KI-Konfidenzwerte definieren. Erfahren Sie, wie Modelle die Vorhersagesicherheit einschätzen, Schwellenwerte für Zuverlässigkeit festlegen und Konfidenz von Genauigkeit unterscheiden.
Im Bereich des maschinellen Lernens und der künstlichen Intelligenz ist ein Konfidenzwert ein numerischer Wert, der die Wahrscheinlichkeit angibt, dass eine bestimmte Vorhersage Modell richtig ist. Dieser Wert wird in der Regel als Wahrscheinlichkeit zwischen 0 und 1 (oder als Prozentsatz von 0 % bis 100 %) ausgedrückt und Wert die Sicherheit des neuronalen neuronalen Netzes in Bezug auf seine Ausgabe. Unter Beispiel: Bei einer Objekterkennungsaufgabe könnte das System das Vorhandensein einer "Katze" mit einer Wahrscheinlichkeit von 0,95 vorhersagen, was auf einen starken Glauben an die Genauigkeit dieser Bezeichnung hinweist. dieser Bezeichnung. Diese Werte werden in der Regel von der letzten Schicht des Modells abgeleitet, wobei Aktivierungsfunktionen wie die Softmax-Funktion für Mehrklassenprobleme oder die Sigmoid-Funktion für binäre Klassifizierung.
Konfidenzwerte sind eine grundlegende Komponente des Arbeitsablaufs der Inferenzmaschine. Sie ermöglichen es Entwicklern Vorhersagen auf der Grundlage eines bestimmten Sicherheitsniveaus zu filtern, ein Prozess, der als Schwellenwert bekannt ist. Durch die Festlegung eines bestimmten Konfidenzschwelle können Sie den Kompromiss zwischen der Identifizierung aller möglichen Objekte (hohe Wiedererkennung) und der Sicherstellung, dass die identifizierten Objekte korrekt sind (hohe Präzision).
Beim praktischen Einsatz von Modellen enthalten die Rohprognosen oft Rauschen oder Erkennungen mit geringer Wahrscheinlichkeit enthalten. Techniken wie nicht-maximale Unterdrückung (NMS) nutzen Konfidenzwerte, um redundante, sich überschneidende Felder zu eliminieren und nur die Erkennung mit der höchsten Wahrscheinlichkeit zu behalten. Dadurch wird sichergestellt, dass die endgültige Ausgabe, die dem Benutzer präsentiert wird, sauber und umsetzbar ist.
Das folgende Beispiel veranschaulicht, wie eine Konfidenzschwelle während der Inferenz angewendet werden kann, indem Ultralytics YOLO11:
from ultralytics import YOLO
# Load a pretrained YOLO11 model
model = YOLO("yolo11n.pt")
# Run inference on an image with a confidence threshold of 0.6 (60%)

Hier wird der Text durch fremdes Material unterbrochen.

//! Fieldbus plane of the IRIS acquisition server.
//!
//! This crate provides:
//! - [`FieldbusMaster`] trait abstracting the master stack
//! - [`FieldbusSession`] bringing the network up and down
//! - [`ExchangeLoop`] decoding inbound frames every cycle
//! - [`HealthMonitor`] driving the slave recovery chain
//! - [`SimulatedMaster`] for testing without hardware (feature `simulated`)

pub mod exchange;
pub mod health;
pub mod image;
pub mod link;
pub mod master;
pub mod session;
#[cfg(feature = "simulated")]
pub mod simulated;
pub mod slave;

pub use exchange::{ChannelFrame, ExchangeLoop, FrameCodes, FrameKind, FrameSink, DATA_CHANNELS};
pub use health::{next_action, HealthMonitor, RecoveryAction, RecoveryOutcome};
pub use image::{ExchangeStats, ProcessImage};
pub use link::BusLink;
pub use master::{shared, FieldbusMaster, ImageLayout, ImageRegion, SharedMaster};
pub use session::{FieldbusSession, SessionBuilder, DEFAULT_ADAPTER};
#[cfg(feature = "simulated")]
pub use simulated::{MasterCall, SimulatedMaster};
pub use slave::*;
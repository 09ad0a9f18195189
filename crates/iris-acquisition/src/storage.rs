//! Sample file storage.

use crate::sample::SampleMatrix;
use chrono::{DateTime, Local};
use iris_common::config::StorageConfig;
use iris_common::error::{AcqError, AcqResult};
use std::fs::{self, File};
use std::io::BufWriter;
use std::path::{Path, PathBuf};
use tracing::debug;

/// Timestamp format shared by sample file names and job ids.
pub const COMPACT_TIMESTAMP: &str = "%Y%m%d%H%M%S";

/// `{sn}_{YYYYmmddHHMMSS}`.
pub fn stamped_name(sn: &str, at: &DateTime<Local>) -> String {
    format!("{sn}_{}", at.format(COMPACT_TIMESTAMP))
}

/// Sample file name for a cycle started at `at`.
pub fn sample_file_name(sn: &str, at: &DateTime<Local>) -> String {
    format!("{}.txt", stamped_name(sn, at))
}

/// Writes sample matrices under a base directory created on first use.
#[derive(Debug, Clone)]
pub struct SampleFileWriter {
    base_dir: PathBuf,
}

impl SampleFileWriter {
    /// Create a writer for `base_dir`. Nothing is created until the first write.
    pub fn new(base_dir: impl Into<PathBuf>) -> Self {
        Self {
            base_dir: base_dir.into(),
        }
    }

    /// Create a writer from the storage configuration.
    pub fn from_config(config: &StorageConfig) -> Self {
        Self::new(config.base_dir.clone())
    }

    /// Base directory.
    pub fn base_dir(&self) -> &Path {
        &self.base_dir
    }

    /// Write `matrix` to `file_name` inside the base directory.
    ///
    /// # Errors
    ///
    /// Returns [`AcqError::Storage`] if the directory or file cannot be written.
    pub fn write(&self, file_name: &str, matrix: &SampleMatrix) -> AcqResult<PathBuf> {
        fs::create_dir_all(&self.base_dir).map_err(|e| {
            AcqError::Storage(format!("cannot create {}: {e}", self.base_dir.display()))
        })?;

        let path = self.base_dir.join(file_name);
        let file = File::create(&path)
            .map_err(|e| AcqError::Storage(format!("cannot create {}: {e}", path.display())))?;
        matrix
            .write_to(BufWriter::new(file))
            .map_err(|e| AcqError::Storage(format!("cannot write {}: {e}", path.display())))?;

        debug!(path = %path.display(), rows = matrix.len(), "Sample file written");
        Ok(path)
    }
}

#[cfg(test)]
mod tests {
    use super::*;
    use crate::sample::SampleBuffer;
    use chrono::TimeZone;

    fn matrix() -> SampleMatrix {
        let mut buffer = SampleBuffer::new();
        for channel in 1..=5 {
            buffer.store(channel, &[channel, 10, 20]);
        }
        SampleMatrix::from_buffer(&buffer).unwrap()
    }

    #[test]
    fn test_file_name() {
        let at = Local.with_ymd_and_hms(2024, 3, 9, 7, 5, 1).unwrap();
        assert_eq!(sample_file_name("1001", &at), "1001_20240309070501.txt");
        assert_eq!(stamped_name("1001", &at), "1001_20240309070501");
    }

    #[test]
    fn test_creates_directory_on_first_write() {
        let dir = tempfile::tempdir().unwrap();
        let base = dir.path().join("nested").join("samples");
        let writer = SampleFileWriter::new(&base);
        assert!(!base.exists());

        let path = writer.write("1001_x.txt", &matrix()).unwrap();
        assert!(base.is_dir());
        assert_eq!(path, base.join("1001_x.txt"));

        let text = std::fs::read_to_string(path).unwrap();
        assert_eq!(text, "1\t10\t20\n2\t10\t20\n3\t10\t20\n4\t10\t20\n5\t10\t20\n");
    }

    #[test]
    fn test_unwritable_base_is_storage_error() {
        let dir = tempfile::tempdir().unwrap();
        let blocker = dir.path().join("file");
        std::fs::write(&blocker, b"x").unwrap();

        let writer = SampleFileWriter::new(blocker.join("samples"));
        assert!(matches!(
            writer.write("a.txt", &matrix()),
            Err(AcqError::Storage(_))
        ));
    }
}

# This filters out any detections with a confidence score lower than 0.6
results = model.predict("https://ultralytics.com/images/bus.jpg", conf=0.6)
# Display the count of objects detected above the threshold
print(f"Detected {len(results[0].boxes)} objects with high confidence.")

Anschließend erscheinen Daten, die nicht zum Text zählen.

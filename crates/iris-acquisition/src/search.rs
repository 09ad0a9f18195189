//! Measurement search and the per-device score table.

use crate::store::{DeviceRecord, MeasurementRecord};
use chrono::{DateTime, Local, NaiveDateTime, TimeZone};
use iris_common::error::{AcqError, AcqResult};
use serde::{Deserialize, Serialize};

/// Format of the timestamp bounds of a [`MeasurementQuery`].
pub const QUERY_TIMESTAMP: &str = "%Y-%m-%d %H:%M:%S";

fn default_end_score() -> f64 {
    f64::MAX
}

/// Filter over persisted measurements. Every populated field must match.
#[derive(Debug, Clone, PartialEq, Serialize, Deserialize)]
pub struct MeasurementQuery {
    /// Substring of the serial number.
    #[serde(default)]
    pub sn: Option<String>,
    /// Substring of the decimal record id.
    #[serde(default)]
    pub id: Option<String>,
    /// Substring of the job id.
    #[serde(default)]
    pub job_id: Option<String>,
    /// Lower time bound; only applied together with `end_timestamp`.
    #[serde(default)]
    pub start_timestamp: Option<String>,
    /// Upper time bound; only applied together with `start_timestamp`.
    #[serde(default)]
    pub end_timestamp: Option<String>,
    /// Lowest accepted score value.
    #[serde(default)]
    pub start_score: f64,
    /// Highest accepted score value.
    #[serde(default = "default_end_score")]
    pub end_score: f64,
    /// Tags that must all be present.
    #[serde(default)]
    pub tags: Vec<String>,
}

impl Default for MeasurementQuery {
    fn default() -> Self {
        Self {
            sn: None,
            id: None,
            job_id: None,
            start_timestamp: None,
            end_timestamp: None,
            start_score: 0.0,
            end_score: f64::MAX,
            tags: Vec::new(),
        }
    }
}

fn parse_timestamp(value: &str) -> AcqResult<DateTime<Local>> {
    let naive = NaiveDateTime::parse_from_str(value, QUERY_TIMESTAMP)
        .map_err(|e| AcqError::InvalidRequest(format!("invalid timestamp '{value}': {e}")))?;
    Local
        .from_local_datetime(&naive)
        .earliest()
        .ok_or_else(|| AcqError::InvalidRequest(format!("nonexistent local time '{value}'")))
}

/// Query with its bounds parsed.
struct CompiledQuery<'a> {
    query: &'a MeasurementQuery,
    window: Option<(DateTime<Local>, DateTime<Local>)>,
}

impl<'a> CompiledQuery<'a> {
    fn new(query: &'a MeasurementQuery) -> AcqResult<Self> {
        if query.start_score > query.end_score {
            return Err(AcqError::InvalidRequest(format!(
                "start_score {} exceeds end_score {}",
                query.start_score, query.end_score
            )));
        }
        let window = match (&query.start_timestamp, &query.end_timestamp) {
            (Some(start), Some(end)) => Some((parse_timestamp(start)?, parse_timestamp(end)?)),
            _ => None,
        };
        Ok(Self { query, window })
    }

    fn matches(&self, record: &MeasurementRecord) -> bool {
        let q = self.query;
        if q.sn.as_deref().is_some_and(|sn| !record.sn.contains(sn)) {
            return false;
        }
        if q
            .id
            .as_deref()
            .is_some_and(|id| !record.id.to_string().contains(id))
        {
            return false;
        }
        if q.job_id.as_deref().is_some_and(|id| !record.job_id.contains(id)) {
            return false;
        }
        if let Some((start, end)) = self.window {
            if record.timestamp < start || record.timestamp > end {
                return false;
            }
        }

        let range = q.start_score..=q.end_score;
        if !record
            .score_values()
            .iter()
            .all(|&v| range.contains(&f64::from(v)))
        {
            return false;
        }

        if !q.tags.is_empty() {
            let first = record.tags.first().map(String::as_str).unwrap_or_default();
            let present: Vec<&str> = first.split(',').map(str::trim).collect();
            if !q.tags.iter().all(|t| present.contains(&t.as_str())) {
                return false;
            }
        }
        true
    }
}

/// Records of `records` matching `query`, in input order.
///
/// # Errors
///
/// Returns [`AcqError::InvalidRequest`] for an unparsable timestamp bound or
/// an inverted score range.
pub fn search(
    records: &[MeasurementRecord],
    query: &MeasurementQuery,
) -> AcqResult<Vec<MeasurementRecord>> {
    let compiled = CompiledQuery::new(query)?;
    Ok(records
        .iter()
        .filter(|r| compiled.matches(r))
        .cloned()
        .collect())
}

/// Score history laid out with one column per device.
#[derive(Debug, Clone, Default, PartialEq, Eq, Serialize)]
pub struct ScoreTable {
    /// Serial numbers of the devices with at least one record.
    pub header: Vec<String>,
    /// Row `i` holds the `i`-th record of every device.
    pub rows: Vec<Vec<String>>,
}

fn format_cell(values: &[u32]) -> String {
    if values.is_empty() {
        return "-".to_string();
    }
    let joined: Vec<String> = values.iter().map(u32::to_string).collect();
    format!("[{}]", joined.join(", "))
}

impl ScoreTable {
    /// Build the table for `devices` from `records`, each column in record
    /// order. Devices that never measured get no column.
    pub fn build(devices: &[DeviceRecord], records: &[MeasurementRecord]) -> Self {
        let (header, columns): (Vec<String>, Vec<Vec<String>>) = devices
            .iter()
            .map(|d| {
                let column: Vec<String> = records
                    .iter()
                    .filter(|r| r.sn == d.sn)
                    .map(|r| format_cell(&r.score_values()))
                    .collect();
                (d.sn.clone(), column)
            })
            .filter(|(_, column)| !column.is_empty())
            .unzip();

        let height = columns.iter().map(Vec::len).max().unwrap_or(0);
        let rows = (0..height)
            .map(|i| {
                columns
                    .iter()
                    .map(|c| c.get(i).cloned().unwrap_or_default())
                    .collect()
            })
            .collect();

        Self { header, rows }
    }
}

Der Nutzen von Konfidenzwerten erstreckt sich auf praktisch alle Branchen, die Bildverarbeitung und KI-Lösungen einsetzen.
Für Praktiker ist es von entscheidender Bedeutung, "Vertrauen" von Standard Bewertungsmaßstäben zu unterscheiden, die zum Benchmarking Modelle.
Wenn ein Modell durchgängig ein niedriges Vertrauen für gültige Objekte liefert, kann dies auf Probleme mit den Trainingsdaten hinweisen. Zu den Strategien zur Verbesserung dieses Problems gehören Datenerweiterung, um das Modell einer größeren Beleuchtungen und Ausrichtungen ausgesetzt wird, oder der Einsatz aktiven Lernens, um die spezifischen spezifische "Grenzfälle", in denen das Modell derzeit unsicher ist. Die Sicherstellung vielfältiger und hochwertiger Datensätze ist um robuste Systeme zu entwickeln, denen die Nutzer vertrauen können.